Malgré les apparences, Heavy Lifting n’est pas un album de MC5. Enfin si, mais là non, ou du moins pas vraiment. C’est en réalité le chant du cygne de Wayne Kramer, guitariste et auteur-compositeur du groupe proto-punk de Detroit fondé à son initiative en 1964. Soixante ans plus tard, quand le projet d’album a vu le jour, les seuls membres du groupe originel encore vivants étaient Kramer et le batteur Dennis Thompson. C’est donc avec un sentiment bizarre que l’on réalise que ce quatrième album officiel voit le jour alors que Kramer et Thompson sont tous deux décédés en 2024. Wayne en février et Dennis en mai. Bien que Thompson soit aux drums sur deux morceaux, et que Kramer soit aux commandes en écrivant 12 des 13 morceaux, la question se pose. Célébration fantomatique? Oui et non ou alors peut-être, faut voir quoi.

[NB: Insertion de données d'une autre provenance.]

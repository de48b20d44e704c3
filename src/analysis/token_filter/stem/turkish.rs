//! Conservative Turkish suffix stripper.
//!
//! Only a short list of inflectional suffixes is removed (plural, genitive,
//! ablative, locative and instrumental forms). A suffix is stripped when the
//! word is more than three characters longer than the suffix, the remaining
//! stem keeps at least three characters, and the stem is not one of the words
//! known to be damaged by stemming. A stem that the negation pass would read
//! as negated (`ödemeler` to `ödeme`) is rejected as well, so cleaning the
//! output again does not invent a `_NEG` tag.

use std::collections::HashSet;

use super::Stemmer;
use crate::analysis::token_filter::negation::reads_as_negated;
use crate::language::Language;

const SUFFIXES: &[&str] = &[
    "ları", "leri", // plural possessive
    "ların", "lerin", // plural genitive
    "lardan", "lerden", // plural ablative
    "larda", "lerde", // plural locative
    "lar", "ler", // plural
    "nin", "nın", "nun", "nün", // genitive
    "den", "dan", "ten", "tan", // ablative
    "nde", "nda", // locative
    "ile", "le", // instrumental
];

const OVER_STEMMING_GUARD: &[&str] = &["havalimanı", "yoğun", "güzel", "mükemmel"];

const MIN_WORD_LENGTH: usize = 4;
const MIN_STEM_LENGTH: usize = 3;

/// Turkish stemmer with an over-stemming guard.
#[derive(Debug, Clone)]
pub struct TurkishStemmer {
    /// Suffixes, longest first.
    suffixes: Vec<&'static str>,
    guard: HashSet<&'static str>,
}

impl TurkishStemmer {
    /// Create a new Turkish stemmer.
    pub fn new() -> Self {
        let mut suffixes = SUFFIXES.to_vec();
        suffixes.sort_by_key(|s| std::cmp::Reverse(s.chars().count()));

        TurkishStemmer {
            suffixes,
            guard: OVER_STEMMING_GUARD.iter().copied().collect(),
        }
    }

    fn is_over_stemmed(&self, stem: &str) -> bool {
        stem.chars().count() < MIN_STEM_LENGTH
            || self.guard.contains(stem.to_lowercase().as_str())
            || reads_as_negated(Language::Turkish, stem)
    }
}

impl Default for TurkishStemmer {
    fn default() -> Self {
        Self::new()
    }
}

impl Stemmer for TurkishStemmer {
    fn stem(&self, word: &str) -> String {
        let chars: Vec<char> = word.chars().collect();
        if chars.len() < MIN_WORD_LENGTH {
            return word.to_string();
        }

        for suffix in &self.suffixes {
            let suffix_len = suffix.chars().count();
            if chars.len() <= suffix_len + 3 {
                continue;
            }

            let split = chars.len() - suffix_len;
            let tail: String = chars[split..].iter().collect();
            if tail.to_lowercase() != *suffix {
                continue;
            }

            let stem: String = chars[..split].iter().collect();
            if !self.is_over_stemmed(&stem) {
                return stem;
            }
        }

        word.to_string()
    }

    fn name(&self) -> &'static str {
        "turkish"
    }
}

Ce n’est pas surprenant, Heavy Lifting est musicalement très différent de ce que le Motor City Five a gravé sur Kick Out the Jams en 1969, Back in the USA en 1970 ou le High Time de 1971 et dans les faits, la set list se rapproche d’avantage de ce que Wayne Kramer a offert en solo au cours des années 90, pas tout à fait ou presque. À ceci près que notre guitar hero parvient à réaffirmer son statut de vétéran du proto-punk avec de bons morceaux et une dose conséquente d’arrogance, hélas mise à mal par un son trop formaté années 80. C’est Bob Erzin (Kiss, Alice Cooper, Pink Floyd, etc.) qui est aux commandes d’une production tapageuse beaucoup trop clinquante qui sied mal à la folie et à l’énergie brutale planquées dans nos mémoires auditives. Des invités de marque (Slash, Tom Morello, Vernon Reid et Tim McIlrath) apportent leur contribution à un album somme toute intéressant qui peut être considéré comme l’œuvre finale d’un combo, certes assagi, qui n’a jamais fait de concession à la scène rock et qui y revient pour lever le rideau sur un dernier acte qu’il ne faudrait surtout pas mésestimer. Ça c’est sûr!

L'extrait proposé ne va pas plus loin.